The critical insight here is understanding that distributed systems aren’t about having multiple machines—they’re about designing with distribution principles from day one. When Netflix processes billions of log events daily, they use the exact same event sourcing patterns, message queue semantics, and observability strategies we’ll implement today. The only difference is scale.
By building these patterns locally first, you’ll understand the fundamental challenges: message ordering guarantees, failure recovery, backpressure handling, and data consistency models. These challenges don’t change whether you’re processing 1,000 events per second or 1 million—only your infrastructure capacity changes.
System Design Deep Dive: Core Distributed Patterns
### Event Sourcing and Message Queuing Architecture
Our system implements event sourcing through Kafka, where every log event becomes an immutable fact in our system’s history. This isn’t just message passing—it’s a fundamental shift from request-response to event-driven thinking.
The key trade-off here is consistency versus availability. By using Kafka’s partitioning strategy, we guarantee message ordering within partitions but accept eventual consistency across the system. This is the same decision Uber made for their real-time data platform: they prioritized availability and partition tolerance over immediate consistency, accepting that different services might have slightly different views of the world at any given moment.
Anti-pattern warning: Don’t fall into the trap of using Kafka like a traditional message queue with immediate acknowledgments. The power comes from treating it as a distributed log where consumers can replay events and multiple subscribers can process the same stream independently.
### Cache-Aside Pattern with Redis
We implement cache-aside caching where our API gateway checks Redis first, then falls back to PostgreSQL for cache misses. This pattern handles the classic trade-off between read latency and data freshness.
The architectural insight here is understanding cache invalidation strategies. We use time-based expiration (TTL) for simplicity, but production systems like Amazon’s DynamoDB Accelerator (DAX) implement sophisticated invalidation based on write-through patterns and event triggers.
Scalability bottleneck: Redis becomes a single point of failure in this design. At Netflix scale, this evolves into Redis clusters with consistent hashing, but for our local system, we accept this limitation while building the foundational patterns correctly.
### Circuit Breaker and Bulkhead Patterns
Using Resilience4j, we implement circuit breakers around external service calls and bulkhead patterns to isolate different types of requests. This prevents cascade failures where one slow database query doesn’t bring down your entire log ingestion pipeline.
The trade-off is between system resilience and operational complexity. Circuit breakers add monitoring overhead and require careful tuning, but they’re essential for systems that need to handle partial failures gracefully. This is exactly how Spotify prevents their recommendation service outages from affecting music playback.
### Observable Systems Architecture
We instrument everything with Micrometer metrics and distributed tracing. This isn’t just monitoring—it’s designing for debuggability at scale.

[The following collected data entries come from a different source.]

//! # Checkout Command
//!
//! `malha checkout` places a PIX order for a cart file and prints the
//! confirmation. With `--orders` the order is also appended to an order log,
//! which `malha orders` reads back as a customer's history.
//!
//! ```text
//! malha checkout --orders log.json ...   ──► log.json  [#1, #2, ...]
//!                                                 │
//! malha orders --orders log.json --user-id ◄──────┘  newest first
//! ```

use std::sync::Arc;

use tracing::{debug, info};

use super::{load_cart, load_orders, open_service, save_orders, LocalCheckout};
use crate::cli::{CheckoutArgs, OrdersArgs};
use crate::config::StorefrontConfig;
use crate::services::{camisas, CheckoutService};
use malha_core::validation::format_cep;
use malha_core::{
    CheckoutForm, CustomerInfo, DeliveryAddress, Order, OrderStatus, PaymentMethod,
};
use malha_store::{InMemoryStore, StaticAddressBook};

/// Runs `malha checkout` and returns the output.
pub async fn run(args: &CheckoutArgs, config: StorefrontConfig) -> anyhow::Result<String> {
    debug!(cart = %args.source.cart.display(), user_id = ?args.user_id, "checkout command");

    let mut log = match &args.orders {
        Some(path) => load_orders(path)?,
        None => Vec::new(),
    };
    let service = open_service(
        &args.source.catalog,
        args.addresses.as_deref(),
        log.clone(),
        config,
    )?;
    let requests = load_cart(&args.source)?;
    let cart = service.build_cart(&requests).await?;

    let order = service
        .place_order(args.user_id.as_deref(), &cart, form(args))
        .await?;

    if let Some(path) = &args.orders {
        log.push(order.clone());
        save_orders(path, &log)?;
        info!(order_id = order.id, log = %path.display(), "Order logged");
    }

    if args.source.json {
        return Ok(serde_json::to_string_pretty(&order)?);
    }
    Ok(render(&order, service.config()))
}

fn form(args: &CheckoutArgs) -> CheckoutForm {
    CheckoutForm {
        customer: CustomerInfo {
            name: args.name.clone(),
            email: args.email.clone(),
            phone: args.phone.clone(),
        },
        address: DeliveryAddress {
            cep: args.cep.clone(),
            street: args.street.clone(),
            number: args.number.clone(),
            complement: args.complement.clone(),
            neighborhood: args.neighborhood.clone(),
            city: args.city.clone(),
            state: args.state.clone(),
        },
        payment_method: PaymentMethod::Pix,
    }
}

/// Runs `malha orders` and returns the output.
pub async fn run_history(args: &OrdersArgs, config: StorefrontConfig) -> anyhow::Result<String> {
    debug!(log = %args.orders.display(), user_id = %args.user_id, "orders command");

    let store = InMemoryStore::empty().with_orders(load_orders(&args.orders)?);
    let service: LocalCheckout =
        CheckoutService::new(Arc::new(store), Arc::new(StaticAddressBook::new()), config);
    let orders = service.order_history(&args.user_id).await?;

    if args.json {
        return Ok(serde_json::to_string_pretty(&orders)?);
    }
    Ok(render_history(&orders, service.config()))
}

/// One row per order, newest first.
pub fn render_history(orders: &[Order], config: &StorefrontConfig) -> String {
    if orders.is_empty() {
        return "Nenhum pedido encontrado.".to_string();
    }
    orders
        .iter()
        .map(|order| {
            format!(
                "  #{:<4} {}  {:<10} {:>12}  {}",
                order.id,
                order.created_at.format("%d/%m/%Y"),
                camisas(order.total_quantity()),
                config.format_currency(order.draft.total_amount),
                status_label(order.draft.status)
            )
        })
        .collect::<Vec<_>>()
        .join("\n")
}

fn status_label(status: OrderStatus) -> &'static str {
    match status {
        OrderStatus::PendingPayment => "aguardando pagamento",
        OrderStatus::Pending => "em preparação",
        OrderStatus::Shipped => "enviado",
        OrderStatus::Delivered => "entregue",
        OrderStatus::Cancelled => "cancelado",
    }
}

/// Order confirmation text.
pub fn render(order: &Order, config: &StorefrontConfig) -> String {
    let draft = &order.draft;
    let address = &draft.delivery_address;

    let mut out = vec![
        format!("Pedido #{} recebido!", order.id),
        format!("  Cliente: {} <{}>", draft.customer.name, draft.customer.email),
        format!(
            "  Entrega: {}, {}{} - {}, {}/{} - CEP {}",
            address.street,
            address.number,
            if address.complement.is_empty() {
                String::new()
            } else {
                format!(" ({})", address.complement)
            },
            address.neighborhood,
            address.city,
            address.state,
            format_cep(&address.cep)
        ),
    ];
    for item in &draft.items {
        out.push(format!(
            "  {}x {} ({}) {}",
            item.quantity,
            item.name,
            item.size,
            config.format_currency(item.unit_price * item.quantity)
        ));
    }
    if draft.discount.is_positive() {
        out.push(format!("  Desconto: -{}", config.format_currency(draft.discount)));
    }
    out.push(format!("  Total: {}", config.format_currency(draft.total_amount)));
    out.push("  Pagamento: PIX (aguardando pagamento)".to_string());
    out.join("\n")
}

Every service exposes health checks, custom metrics, and trace context propagation.
Production consideration: Observability has performance costs. Each metric collection and trace span adds latency. We carefully choose what to measure, focusing on RED metrics (Rate, Errors, Duration) rather than monitoring everything.

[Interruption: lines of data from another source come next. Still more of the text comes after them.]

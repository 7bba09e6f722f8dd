//! # Checkout
//!
//! Turns a cart and the checkout form into the order payload the store
//! receives.
//!
//! ## Flow
//! ```text
//! ┌─────────────────────────────────────────────────────────────────────────┐
//! │  Cart ──► compute totals ──► minimum-quantity gate ──► validate form    │
//! │                                    │                        │           │
//! │                      BelowMinimumQuantity         ValidationError       │
//! │                                                             │           │
//! │                                                             ▼           │
//! │                                           OrderDraft { PendingPayment } │
//! └─────────────────────────────────────────────────────────────────────────┘
//! ```
//!
//! The minimum-quantity gate belongs to checkout, not to pricing: the cart
//! display still shows totals for a 2-unit cart, it just cannot be submitted.

use serde::{Deserialize, Serialize};
use ts_rs::TS;

use crate::cart::Cart;
use crate::error::{CoreError, CoreResult};
use crate::pricing::PricingResult;
use crate::types::{CustomerInfo, DeliveryAddress, OrderDraft, OrderItem, OrderStatus, PaymentMethod};
use crate::validation::{
    normalize_cep, validate_email, validate_payment_method, validate_required, validate_state,
    validate_user_id,
};
use crate::MIN_ITEMS_FOR_CHECKOUT;

/// Caller-side rules applied before an order may be placed.
#[derive(Debug, Clone, Copy, PartialEq, Eq, Serialize, Deserialize, TS)]
#[ts(export)]
#[serde(rename_all = "camelCase")]
pub struct CheckoutPolicy {
    /// Fewest units a cart must hold to check out.
    pub min_items: i64,
}

impl Default for CheckoutPolicy {
    fn default() -> Self {
        CheckoutPolicy {
            min_items: MIN_ITEMS_FOR_CHECKOUT,
        }
    }
}

impl CheckoutPolicy {
    pub fn new(min_items: i64) -> Self {
        CheckoutPolicy { min_items }
    }

    /// Whether the checkout button is enabled for these totals.
    pub fn can_checkout(&self, totals: &PricingResult) -> bool {
        totals.total_quantity > 0 && totals.total_quantity >= self.min_items
    }

    /// Units still missing before checkout unlocks.
    pub fn items_missing(&self, totals: &PricingResult) -> i64 {
        (self.min_items - totals.total_quantity).max(0)
    }

    /// Errors unless the cart may be submitted.
    pub fn ensure_can_checkout(&self, totals: &PricingResult) -> CoreResult<()> {
        if totals.total_quantity == 0 {
            return Err(CoreError::EmptyCart);
        }
        if !self.can_checkout(totals) {
            return Err(CoreError::BelowMinimumQuantity {
                required: self.min_items,
                actual: totals.total_quantity,
            });
        }
        Ok(())
    }
}

/// What the customer typed into the checkout form.
#[derive(Debug, Clone, PartialEq, Eq, Default, Serialize, Deserialize, TS)]
#[ts(export)]
#[serde(rename_all = "camelCase")]
pub struct CheckoutForm {
    pub customer: CustomerInfo,
    pub address: DeliveryAddress,
    #[serde(default)]
    pub payment_method: PaymentMethod,
}

impl CheckoutForm {
    /// Validates every field and returns the cleaned-up form.
    ///
    /// Phone and complement are optional; the CEP is reduced to its digits
    /// and the state is uppercased.
    pub fn validated(&self) -> CoreResult<CheckoutForm> {
        validate_payment_method(self.payment_method)?;

        let customer = CustomerInfo {
            name: validate_required("name", &self.customer.name)?,
            email: validate_email(&self.customer.email)?,
            phone: self.customer.phone.trim().to_string(),
        };

        let address = DeliveryAddress {
            cep: normalize_cep(&self.address.cep)?,
            street: validate_required("street", &self.address.street)?,
            number: validate_required("number", &self.address.number)?,
            complement: self.address.complement.trim().to_string(),
            neighborhood: validate_required("neighborhood", &self.address.neighborhood)?,
            city: validate_required("city", &self.address.city)?,
            state: validate_state(&self.address.state)?,
        };

        Ok(CheckoutForm {
            customer,
            address,
            payment_method: self.payment_method,
        })
    }
}

/// Builds the order payload for `cart`.
///
/// Totals come from the same engine the cart display uses, so the amount
/// submitted always matches what the customer saw.
pub fn build_order_draft(
    user_id: Option<&str>,
    cart: &Cart,
    form: &CheckoutForm,
    policy: &CheckoutPolicy,
) -> CoreResult<OrderDraft> {
    let totals = cart.totals();
    policy.ensure_can_checkout(&totals)?;

    if let Some(id) = user_id {
        validate_user_id(id)?;
    }
    let form = form.validated()?;

    Ok(OrderDraft {
        user_id: user_id.map(|id| id.trim().to_string()),
        customer: form.customer,
        delivery_address: form.address,
        items: cart.items.iter().map(OrderItem::from).collect(),
        subtotal: totals.subtotal,
        discount: totals.discount,
        total_amount: totals.total,
        status: OrderStatus::PendingPayment,
        payment_method: form.payment_method,
    })
}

### Database Connection Pool Management
Our system uses HikariCP connection pooling with carefully tuned parameters. This addresses the fundamental challenge of database connections as a finite resource that must be shared across concurrent requests.
The key insight is that connection pools are your first line of defense against database overload. The configuration we use (maximum 20 connections, 30-second timeout) reflects production patterns where you’d rather fail fast with connection timeouts than overwhelm your database with too many concurrent queries.
Implementation Walkthrough
### Service Architecture Decisions
We structure our system as three distinct Spring Boot services:
Log Producer Service: Exposes REST endpoints for log ingestion and publishes to Kafka. The architectural decision here is to separate ingestion from processing, allowing us to handle traffic spikes by buffering events in Kafka rather than overwhelming downstream services.
Log Consumer Service: Subscribes to Kafka topics and persists logs to PostgreSQL. We implement idempotent processing using log event IDs, ensuring that message redelivery doesn’t create duplicate records. This reflects the same exactly-once semantics that Apache Flink uses for stream processing.
API Gateway Service: Provides query endpoints with Redis caching. The gateway pattern centralizes cross-cutting concerns like authentication, rate limiting, and response caching. This is the same pattern Amazon uses for API Gateway, though our implementation is obviously simpler.
\[Image placeholder: Service interaction diagram showing request/response flow between services\]
### Message Processing Strategy
We configure Kafka consumers with manual acknowledgment, giving us control over when messages are considered processed. This prevents message loss during service restarts and allows for sophisticated error handling strategies.
The consumer group configuration ensures that multiple consumer instances can process messages in parallel while maintaining ordering guarantees within partitions. This is crucial for scaling—you can add more consumer instances without changing your application code.
### Database Design Philosophy
Our PostgreSQL schema includes proper indexing for time-range queries, which are the most common pattern for log systems. We also implement connection pooling and prepared statements for optimal performance.
Performance insight: We use JSONB for storing log metadata, taking advantage of PostgreSQL’s native JSON indexing. This gives us the flexibility of document storage with the performance of relational queries—exactly the approach Discord uses for storing billions of messages.
Production Considerations
### Performance Optimization
The system includes JVM tuning parameters optimized for throughput over latency. We configure G1GC for consistent performance under varying load conditions. Kafka producers use batching and compression to maximize throughput while minimizing network overhead.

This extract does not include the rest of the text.